Fig. 4: Efferocytosis suppression-induced accumulation of AC and antigen delivery to LNs by mU@OMVs in vivo.

a, c Representative fluorescence images of TUNEL and c-Casp3 staining of B16F10 tumor sections obtained at 48 h after the treatment. Scale bar in a 50 μm. Scale bar in c 100 μm. b, d Integrated optical density (IOD) of the tumor slices in a and c. e Serum HMGB1 levels of mice after different treatments determined by ELISA. f Ex vivo imaging of the DLNs collected 24 h after administration.
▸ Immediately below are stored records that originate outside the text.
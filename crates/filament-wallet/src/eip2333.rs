//! EIP-2333 BLS12-381 key derivation.
//!
//! Keys form a tree: the master key comes from the seed through `HKDF_mod_r`,
//! and each child key is `HKDF_mod_r` of the compressed Lamport public key
//! built from its parent and the child index. Unlike BIP-32 there is no
//! chain code and every derivation is hardened.

use bls12_381::Scalar;
use hkdf::Hkdf;
use sha2::{Digest, Sha256};
use zeroize::Zeroizing;

use crate::error::WalletError;

const KEYGEN_SALT: &[u8] = b"BLS-SIG-KEYGEN-SALT-";
/// Output length of `HKDF_mod_r`: ceil(3 * ceil(log2(r)) / 16).
const HKDF_MOD_R_LEN: usize = 48;
const LAMPORT_CHUNKS: usize = 255;
const MIN_SEED_LEN: usize = 32;

fn expand_err(e: hkdf::InvalidLength) -> WalletError {
    WalletError::KeyDerivation(format!("hkdf expand: {e}"))
}

/// Reduce a 48-byte big-endian integer modulo the group order.
fn scalar_from_okm(okm: &[u8; HKDF_MOD_R_LEN]) -> Scalar {
    let mut wide = Zeroizing::new([0u8; 64]);
    for (dst, src) in wide.iter_mut().zip(okm.iter().rev()) {
        *dst = *src;
    }
    Scalar::from_bytes_wide(&wide)
}

fn hkdf_mod_r(ikm: &[u8]) -> Result<Scalar, WalletError> {
    let mut ikm_zero = Zeroizing::new(Vec::with_capacity(ikm.len() + 1));
    ikm_zero.extend_from_slice(ikm);
    ikm_zero.push(0);
    // key_info is empty, followed by I2OSP(L, 2).
    let info = (HKDF_MOD_R_LEN as u16).to_be_bytes();

    let mut salt = Sha256::digest(KEYGEN_SALT);
    loop {
        let hk = Hkdf::<Sha256>::new(Some(salt.as_slice()), ikm_zero.as_slice());
        let mut okm = Zeroizing::new([0u8; HKDF_MOD_R_LEN]);
        hk.expand(&info, okm.as_mut_slice()).map_err(expand_err)?;
        let sk = scalar_from_okm(&okm);
        if sk != Scalar::zero() {
            return Ok(sk);
        }
        salt = Sha256::digest(salt);
    }
}

fn ikm_to_lamport_sk(ikm: &[u8], salt: &[u8]) -> Result<Zeroizing<Vec<u8>>, WalletError> {
    let hk = Hkdf::<Sha256>::new(Some(salt), ikm);
    let mut okm = Zeroizing::new(vec![0u8; LAMPORT_CHUNKS * 32]);
    hk.expand(&[], &mut okm).map_err(expand_err)?;
    Ok(okm)
}

fn parent_sk_to_lamport_pk(parent: &Scalar, index: u32) -> Result<[u8; 32], WalletError> {
    let salt = index.to_be_bytes();
    let mut ikm = Zeroizing::new(parent.to_bytes());
    ikm.reverse();
    let mut not_ikm = Zeroizing::new([0u8; 32]);
    for (dst, src) in not_ikm.iter_mut().zip(ikm.iter()) {
        *dst = !*src;
    }
    let lamport_0 = ikm_to_lamport_sk(ikm.as_slice(), &salt)?;
    let lamport_1 = ikm_to_lamport_sk(not_ikm.as_slice(), &salt)?;

    let mut hasher = Sha256::new();
    for chunk in lamport_0.chunks(32).chain(lamport_1.chunks(32)) {
        hasher.update(Sha256::digest(chunk));
    }
    Ok(hasher.finalize().into())
}

/// Master secret key from a seed of at least 32 bytes.
pub fn derive_master_sk(seed: &[u8]) -> Result<Scalar, WalletError> {
    if seed.len() < MIN_SEED_LEN {
        return Err(WalletError::KeyDerivation(format!(
            "seed must be at least {MIN_SEED_LEN} bytes, got {}",
            seed.len()
        )));
    }
    hkdf_mod_r(seed)
}

/// Child secret key at `index`.
pub fn derive_child_sk(parent: &Scalar, index: u32) -> Result<Scalar, WalletError> {
    let lamport_pk = parent_sk_to_lamport_pk(parent, index)?;
    hkdf_mod_r(&lamport_pk)
}

/// Walk a sequence of child indices from the master key.
pub fn derive_path(seed: &[u8], indices: impl IntoIterator<Item = u32>) -> Result<Scalar, WalletError> {
    let mut sk = derive_master_sk(seed)?;
    for index in indices {
        sk = derive_child_sk(&sk, index)?;
    }
    Ok(sk)
}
Briefly, Cy5-labeled OVA were incubated with OMVs, U@OMVs, or mU@OMVs for 3 h at 37 °C and then intratumorally administrated to B16F10 melanoma-bearing mice, and the DLNs were collected 24 h after injection. Then, OVA signals in the isolated DLNs were analyzed by the in vivo imaging system (IVIS). g Quantitative statistics of mean fluorescence intensity (MFI) of Cy5 channel within the region of interest (ROI) of isolated DLNs. Data in b, d are presented as mean ± s.d. (n = 5). Data in e, g are presented as mean ± s.d. (n = 3 biologically independent samples). Statistically significant differences between groups were identified by unpaired two-tailed Student’s t-test. ****P < 0.0001, ***P < 0.001, **P < 0.01, *P < 0.05. Source data are provided as a Source Data file.